Input data Block Start

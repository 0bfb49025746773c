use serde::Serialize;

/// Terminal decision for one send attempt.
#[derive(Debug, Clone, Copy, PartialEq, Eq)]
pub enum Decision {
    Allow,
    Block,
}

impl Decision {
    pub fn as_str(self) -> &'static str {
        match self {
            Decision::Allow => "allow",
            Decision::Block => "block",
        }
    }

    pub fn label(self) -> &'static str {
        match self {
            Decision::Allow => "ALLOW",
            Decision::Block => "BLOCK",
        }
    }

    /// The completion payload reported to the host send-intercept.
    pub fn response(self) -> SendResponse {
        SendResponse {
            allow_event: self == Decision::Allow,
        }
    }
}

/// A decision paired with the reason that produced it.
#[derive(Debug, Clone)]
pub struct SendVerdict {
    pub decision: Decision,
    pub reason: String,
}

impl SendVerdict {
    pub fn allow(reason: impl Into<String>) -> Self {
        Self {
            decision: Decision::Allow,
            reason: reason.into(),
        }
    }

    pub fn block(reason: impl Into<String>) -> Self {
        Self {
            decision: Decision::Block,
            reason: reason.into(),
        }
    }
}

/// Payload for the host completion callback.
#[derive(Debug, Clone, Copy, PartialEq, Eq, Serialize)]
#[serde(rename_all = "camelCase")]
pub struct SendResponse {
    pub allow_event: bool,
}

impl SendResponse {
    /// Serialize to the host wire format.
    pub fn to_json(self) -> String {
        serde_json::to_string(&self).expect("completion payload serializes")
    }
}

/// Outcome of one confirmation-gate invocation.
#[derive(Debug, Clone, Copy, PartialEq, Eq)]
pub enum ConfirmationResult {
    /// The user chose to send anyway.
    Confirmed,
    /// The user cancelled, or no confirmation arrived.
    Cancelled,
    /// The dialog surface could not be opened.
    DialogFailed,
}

Input data Block End
Input data Block Start

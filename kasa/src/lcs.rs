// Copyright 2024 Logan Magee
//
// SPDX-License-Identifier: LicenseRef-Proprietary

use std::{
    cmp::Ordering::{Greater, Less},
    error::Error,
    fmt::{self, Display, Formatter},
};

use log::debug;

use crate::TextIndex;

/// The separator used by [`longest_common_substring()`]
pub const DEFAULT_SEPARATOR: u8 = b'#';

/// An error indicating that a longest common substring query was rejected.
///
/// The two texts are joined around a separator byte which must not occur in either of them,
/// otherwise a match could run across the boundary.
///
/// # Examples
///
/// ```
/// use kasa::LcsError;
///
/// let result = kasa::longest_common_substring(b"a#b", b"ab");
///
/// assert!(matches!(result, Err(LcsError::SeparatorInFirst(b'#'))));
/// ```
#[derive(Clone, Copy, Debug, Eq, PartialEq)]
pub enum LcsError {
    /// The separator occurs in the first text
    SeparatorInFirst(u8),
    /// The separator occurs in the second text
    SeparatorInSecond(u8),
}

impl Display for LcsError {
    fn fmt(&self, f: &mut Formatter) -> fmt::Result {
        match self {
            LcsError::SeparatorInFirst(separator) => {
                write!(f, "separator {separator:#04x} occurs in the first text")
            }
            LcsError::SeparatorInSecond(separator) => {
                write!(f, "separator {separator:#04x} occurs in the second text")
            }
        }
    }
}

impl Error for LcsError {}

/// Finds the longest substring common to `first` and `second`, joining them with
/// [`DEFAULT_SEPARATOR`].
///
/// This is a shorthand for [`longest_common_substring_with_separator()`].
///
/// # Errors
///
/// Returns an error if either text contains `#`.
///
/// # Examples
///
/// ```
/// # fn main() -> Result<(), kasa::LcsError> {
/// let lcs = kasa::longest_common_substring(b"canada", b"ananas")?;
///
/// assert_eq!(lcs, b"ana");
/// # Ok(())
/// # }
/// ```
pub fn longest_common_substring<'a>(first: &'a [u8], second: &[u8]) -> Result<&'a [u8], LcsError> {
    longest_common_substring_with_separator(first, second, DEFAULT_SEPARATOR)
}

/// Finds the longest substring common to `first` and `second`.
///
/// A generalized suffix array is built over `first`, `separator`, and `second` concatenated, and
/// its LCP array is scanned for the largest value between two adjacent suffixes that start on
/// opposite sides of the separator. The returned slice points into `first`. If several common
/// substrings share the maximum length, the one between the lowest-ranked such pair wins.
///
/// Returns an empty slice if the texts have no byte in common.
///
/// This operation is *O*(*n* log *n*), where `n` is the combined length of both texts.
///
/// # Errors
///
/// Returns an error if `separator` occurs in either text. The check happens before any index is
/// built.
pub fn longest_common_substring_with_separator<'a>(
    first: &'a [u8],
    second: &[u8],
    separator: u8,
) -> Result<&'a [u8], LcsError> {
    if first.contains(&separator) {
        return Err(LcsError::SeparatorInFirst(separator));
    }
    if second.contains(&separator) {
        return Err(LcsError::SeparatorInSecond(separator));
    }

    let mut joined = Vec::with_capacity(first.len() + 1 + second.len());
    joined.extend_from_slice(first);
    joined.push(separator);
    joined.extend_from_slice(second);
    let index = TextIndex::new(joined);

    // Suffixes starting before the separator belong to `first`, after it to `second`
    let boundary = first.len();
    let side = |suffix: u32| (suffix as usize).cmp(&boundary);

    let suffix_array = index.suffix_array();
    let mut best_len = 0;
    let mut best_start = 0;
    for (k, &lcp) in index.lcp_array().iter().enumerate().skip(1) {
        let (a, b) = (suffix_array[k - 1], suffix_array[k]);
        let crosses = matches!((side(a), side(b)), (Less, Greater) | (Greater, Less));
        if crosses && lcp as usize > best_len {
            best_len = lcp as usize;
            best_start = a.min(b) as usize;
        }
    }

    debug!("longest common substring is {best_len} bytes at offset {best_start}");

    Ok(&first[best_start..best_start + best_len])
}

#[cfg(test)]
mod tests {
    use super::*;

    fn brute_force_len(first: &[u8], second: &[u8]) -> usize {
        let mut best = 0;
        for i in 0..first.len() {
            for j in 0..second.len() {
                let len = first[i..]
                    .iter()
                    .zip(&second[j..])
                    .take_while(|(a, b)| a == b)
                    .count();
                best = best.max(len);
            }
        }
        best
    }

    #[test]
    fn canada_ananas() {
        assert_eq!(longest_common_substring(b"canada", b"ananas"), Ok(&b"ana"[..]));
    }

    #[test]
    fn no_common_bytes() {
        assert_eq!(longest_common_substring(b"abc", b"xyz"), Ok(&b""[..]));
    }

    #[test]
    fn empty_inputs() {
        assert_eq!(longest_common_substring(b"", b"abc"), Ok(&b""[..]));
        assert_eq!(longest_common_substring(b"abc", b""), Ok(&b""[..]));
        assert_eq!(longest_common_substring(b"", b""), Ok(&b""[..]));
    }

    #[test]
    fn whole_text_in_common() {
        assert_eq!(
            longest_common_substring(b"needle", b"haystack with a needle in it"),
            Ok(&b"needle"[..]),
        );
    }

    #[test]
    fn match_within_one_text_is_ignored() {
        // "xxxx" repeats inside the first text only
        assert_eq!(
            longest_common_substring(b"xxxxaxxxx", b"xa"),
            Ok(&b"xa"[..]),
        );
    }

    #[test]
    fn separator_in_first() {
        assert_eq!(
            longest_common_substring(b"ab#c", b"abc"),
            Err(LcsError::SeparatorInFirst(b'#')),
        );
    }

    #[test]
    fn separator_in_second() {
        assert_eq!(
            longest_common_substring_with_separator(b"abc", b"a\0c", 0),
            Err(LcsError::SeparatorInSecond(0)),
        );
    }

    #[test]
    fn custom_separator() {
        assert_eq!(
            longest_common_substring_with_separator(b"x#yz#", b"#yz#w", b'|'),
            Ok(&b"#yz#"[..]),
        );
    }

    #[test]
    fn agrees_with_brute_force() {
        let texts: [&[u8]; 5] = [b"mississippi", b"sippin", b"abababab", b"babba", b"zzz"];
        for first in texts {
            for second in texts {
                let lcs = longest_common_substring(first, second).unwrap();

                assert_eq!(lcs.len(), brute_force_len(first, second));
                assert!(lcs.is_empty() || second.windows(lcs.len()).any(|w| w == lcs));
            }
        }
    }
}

Input data Block End

Reproduce each line of the entries in which the word "completion" is found.

    /// The completion payload reported to the host send-intercept.
/// Payload for the host completion callback.
        serde_json::to_string(&self).expect("completion payload serializes")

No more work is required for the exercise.